• YOUR OBJECTIVE: Return the lines below exactly as they appear, please, starting with the first and ending with the one that contains "fails after the".

*** Opening of DATA EXTRACTS ***

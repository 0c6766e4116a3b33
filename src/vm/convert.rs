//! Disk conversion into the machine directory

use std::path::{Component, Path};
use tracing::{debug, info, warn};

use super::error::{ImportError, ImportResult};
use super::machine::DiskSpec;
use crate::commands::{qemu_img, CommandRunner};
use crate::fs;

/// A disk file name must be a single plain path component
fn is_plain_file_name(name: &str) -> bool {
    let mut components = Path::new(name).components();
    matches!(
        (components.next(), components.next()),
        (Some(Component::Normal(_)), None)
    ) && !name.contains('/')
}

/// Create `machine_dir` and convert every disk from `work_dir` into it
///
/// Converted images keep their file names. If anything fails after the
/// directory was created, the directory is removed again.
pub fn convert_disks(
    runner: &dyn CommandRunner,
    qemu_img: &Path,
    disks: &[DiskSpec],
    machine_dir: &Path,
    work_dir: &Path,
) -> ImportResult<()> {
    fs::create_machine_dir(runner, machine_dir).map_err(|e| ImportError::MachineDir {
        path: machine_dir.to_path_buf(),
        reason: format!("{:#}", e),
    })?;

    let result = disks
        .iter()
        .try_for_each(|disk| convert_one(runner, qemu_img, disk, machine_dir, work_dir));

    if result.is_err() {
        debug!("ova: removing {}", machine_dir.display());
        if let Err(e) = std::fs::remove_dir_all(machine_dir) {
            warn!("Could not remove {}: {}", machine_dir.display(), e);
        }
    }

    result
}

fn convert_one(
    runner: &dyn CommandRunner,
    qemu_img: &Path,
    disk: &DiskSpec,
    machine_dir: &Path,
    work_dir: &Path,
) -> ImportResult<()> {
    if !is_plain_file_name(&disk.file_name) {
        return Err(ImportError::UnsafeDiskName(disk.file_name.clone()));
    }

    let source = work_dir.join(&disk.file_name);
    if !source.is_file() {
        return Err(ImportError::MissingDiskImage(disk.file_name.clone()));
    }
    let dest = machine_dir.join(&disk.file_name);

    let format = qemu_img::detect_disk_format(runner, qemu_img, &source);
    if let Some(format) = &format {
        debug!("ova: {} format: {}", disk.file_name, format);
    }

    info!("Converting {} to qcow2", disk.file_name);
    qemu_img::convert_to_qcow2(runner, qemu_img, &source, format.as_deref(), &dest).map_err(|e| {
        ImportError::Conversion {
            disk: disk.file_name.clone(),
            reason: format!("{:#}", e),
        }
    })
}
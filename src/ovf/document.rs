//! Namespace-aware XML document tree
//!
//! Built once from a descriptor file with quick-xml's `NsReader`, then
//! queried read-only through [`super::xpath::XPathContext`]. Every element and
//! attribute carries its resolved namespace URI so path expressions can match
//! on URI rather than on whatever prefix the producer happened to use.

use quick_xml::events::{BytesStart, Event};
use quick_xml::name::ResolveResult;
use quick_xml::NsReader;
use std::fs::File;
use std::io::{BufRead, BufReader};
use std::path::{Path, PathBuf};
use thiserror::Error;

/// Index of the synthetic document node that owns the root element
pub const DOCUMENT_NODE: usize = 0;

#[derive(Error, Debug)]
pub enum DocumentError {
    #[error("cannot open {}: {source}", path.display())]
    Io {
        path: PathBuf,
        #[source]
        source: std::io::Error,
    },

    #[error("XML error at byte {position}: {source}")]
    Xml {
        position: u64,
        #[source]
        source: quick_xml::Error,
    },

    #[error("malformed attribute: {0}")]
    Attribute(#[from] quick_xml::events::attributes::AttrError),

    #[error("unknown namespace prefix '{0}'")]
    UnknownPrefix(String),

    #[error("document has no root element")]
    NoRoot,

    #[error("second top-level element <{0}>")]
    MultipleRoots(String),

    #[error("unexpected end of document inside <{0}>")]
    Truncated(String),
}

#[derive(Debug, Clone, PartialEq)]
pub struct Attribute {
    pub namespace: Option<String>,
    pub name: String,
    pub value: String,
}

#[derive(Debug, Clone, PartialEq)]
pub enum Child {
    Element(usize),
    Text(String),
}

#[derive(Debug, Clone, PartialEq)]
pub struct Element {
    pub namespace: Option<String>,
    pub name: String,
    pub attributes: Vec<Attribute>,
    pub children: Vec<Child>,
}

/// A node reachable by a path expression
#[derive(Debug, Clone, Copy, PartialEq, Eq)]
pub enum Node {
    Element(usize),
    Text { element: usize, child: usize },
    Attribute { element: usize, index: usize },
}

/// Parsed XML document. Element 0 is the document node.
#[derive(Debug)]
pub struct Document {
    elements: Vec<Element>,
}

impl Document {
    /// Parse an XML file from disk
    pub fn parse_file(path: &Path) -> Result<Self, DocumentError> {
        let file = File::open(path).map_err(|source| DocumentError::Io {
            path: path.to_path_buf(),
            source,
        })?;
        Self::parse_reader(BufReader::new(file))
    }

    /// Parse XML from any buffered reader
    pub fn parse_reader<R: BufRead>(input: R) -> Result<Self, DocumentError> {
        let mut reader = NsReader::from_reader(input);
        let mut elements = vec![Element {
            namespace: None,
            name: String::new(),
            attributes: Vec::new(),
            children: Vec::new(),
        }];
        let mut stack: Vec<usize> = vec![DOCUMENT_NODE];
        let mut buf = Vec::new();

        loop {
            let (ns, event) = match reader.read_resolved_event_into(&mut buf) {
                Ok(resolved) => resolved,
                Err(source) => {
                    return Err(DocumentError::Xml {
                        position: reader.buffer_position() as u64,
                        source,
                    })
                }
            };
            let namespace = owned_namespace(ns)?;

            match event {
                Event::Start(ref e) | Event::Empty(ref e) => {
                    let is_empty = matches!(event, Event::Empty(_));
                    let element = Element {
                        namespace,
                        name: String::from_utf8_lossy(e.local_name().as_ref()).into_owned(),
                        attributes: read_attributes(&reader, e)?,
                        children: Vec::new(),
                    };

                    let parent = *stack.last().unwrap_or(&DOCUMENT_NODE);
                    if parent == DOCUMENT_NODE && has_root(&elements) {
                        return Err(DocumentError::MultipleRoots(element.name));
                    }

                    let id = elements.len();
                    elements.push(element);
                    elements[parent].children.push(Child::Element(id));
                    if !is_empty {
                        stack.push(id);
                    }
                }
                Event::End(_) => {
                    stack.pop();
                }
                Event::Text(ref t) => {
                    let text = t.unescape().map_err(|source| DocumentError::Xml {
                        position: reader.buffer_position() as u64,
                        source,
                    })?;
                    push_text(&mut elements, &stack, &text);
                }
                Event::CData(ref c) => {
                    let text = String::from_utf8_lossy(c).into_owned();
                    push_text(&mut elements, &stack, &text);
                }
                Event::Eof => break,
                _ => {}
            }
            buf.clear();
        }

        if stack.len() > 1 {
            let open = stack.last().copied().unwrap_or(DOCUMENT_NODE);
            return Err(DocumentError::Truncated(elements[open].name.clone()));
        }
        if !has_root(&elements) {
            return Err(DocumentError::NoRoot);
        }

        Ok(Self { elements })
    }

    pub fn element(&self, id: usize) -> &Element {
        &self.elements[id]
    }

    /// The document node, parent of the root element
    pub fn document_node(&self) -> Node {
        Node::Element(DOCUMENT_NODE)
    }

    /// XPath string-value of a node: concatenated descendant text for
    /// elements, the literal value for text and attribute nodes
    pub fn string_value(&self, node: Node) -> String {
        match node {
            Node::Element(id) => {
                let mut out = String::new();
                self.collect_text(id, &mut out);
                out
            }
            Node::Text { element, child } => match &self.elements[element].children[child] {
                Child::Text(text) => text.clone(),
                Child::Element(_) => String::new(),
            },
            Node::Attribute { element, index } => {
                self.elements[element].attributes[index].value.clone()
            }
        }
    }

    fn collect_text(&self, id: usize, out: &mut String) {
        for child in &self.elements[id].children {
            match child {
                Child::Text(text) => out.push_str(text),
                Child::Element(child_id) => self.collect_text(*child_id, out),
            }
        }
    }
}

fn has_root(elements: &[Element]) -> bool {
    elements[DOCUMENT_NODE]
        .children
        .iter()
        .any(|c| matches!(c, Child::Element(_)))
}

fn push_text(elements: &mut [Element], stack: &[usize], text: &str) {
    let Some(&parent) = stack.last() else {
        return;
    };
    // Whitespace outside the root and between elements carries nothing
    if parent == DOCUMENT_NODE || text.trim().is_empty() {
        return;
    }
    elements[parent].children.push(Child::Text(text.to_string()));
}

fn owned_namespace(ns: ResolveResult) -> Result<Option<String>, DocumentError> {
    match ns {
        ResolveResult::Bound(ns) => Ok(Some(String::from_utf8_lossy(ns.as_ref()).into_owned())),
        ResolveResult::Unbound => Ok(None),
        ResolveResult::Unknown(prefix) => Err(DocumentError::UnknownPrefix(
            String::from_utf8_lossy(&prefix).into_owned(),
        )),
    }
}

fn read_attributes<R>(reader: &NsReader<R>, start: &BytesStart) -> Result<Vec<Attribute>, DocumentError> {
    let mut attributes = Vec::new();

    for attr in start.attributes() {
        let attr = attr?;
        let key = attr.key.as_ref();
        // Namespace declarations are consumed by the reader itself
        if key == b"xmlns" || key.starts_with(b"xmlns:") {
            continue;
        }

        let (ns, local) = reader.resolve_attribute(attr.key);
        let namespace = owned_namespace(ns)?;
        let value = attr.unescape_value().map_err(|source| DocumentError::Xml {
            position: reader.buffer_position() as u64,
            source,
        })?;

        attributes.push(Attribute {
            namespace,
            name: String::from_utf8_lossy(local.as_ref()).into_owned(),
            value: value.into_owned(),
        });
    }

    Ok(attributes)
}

*** Close of DATA EXTRACTS ***

• TASK RESPONSE:
repository 0c6766e4116a3b33
filename src/vm/convert.rs
//! Disk conversion into the machine directory

use std::path::{Component, Path};
use tracing::{debug, info, warn};

use super::error::{ImportError, ImportResult};
use super::machine::DiskSpec;
use crate::commands::{qemu_img, CommandRunner};
use crate::fs;

/// A disk file name must be a single plain path component
fn is_plain_file_name(name: &str) -> bool {
    let mut components = Path::new(name).components();
    matches!(
        (components.next(), components.next()),
        (Some(Component::Normal(_)), None)
    ) && !name.contains('/')
}

/// Create `machine_dir` and convert every disk from `work_dir` into it
///
/// Converted images keep their file names. If anything fails after the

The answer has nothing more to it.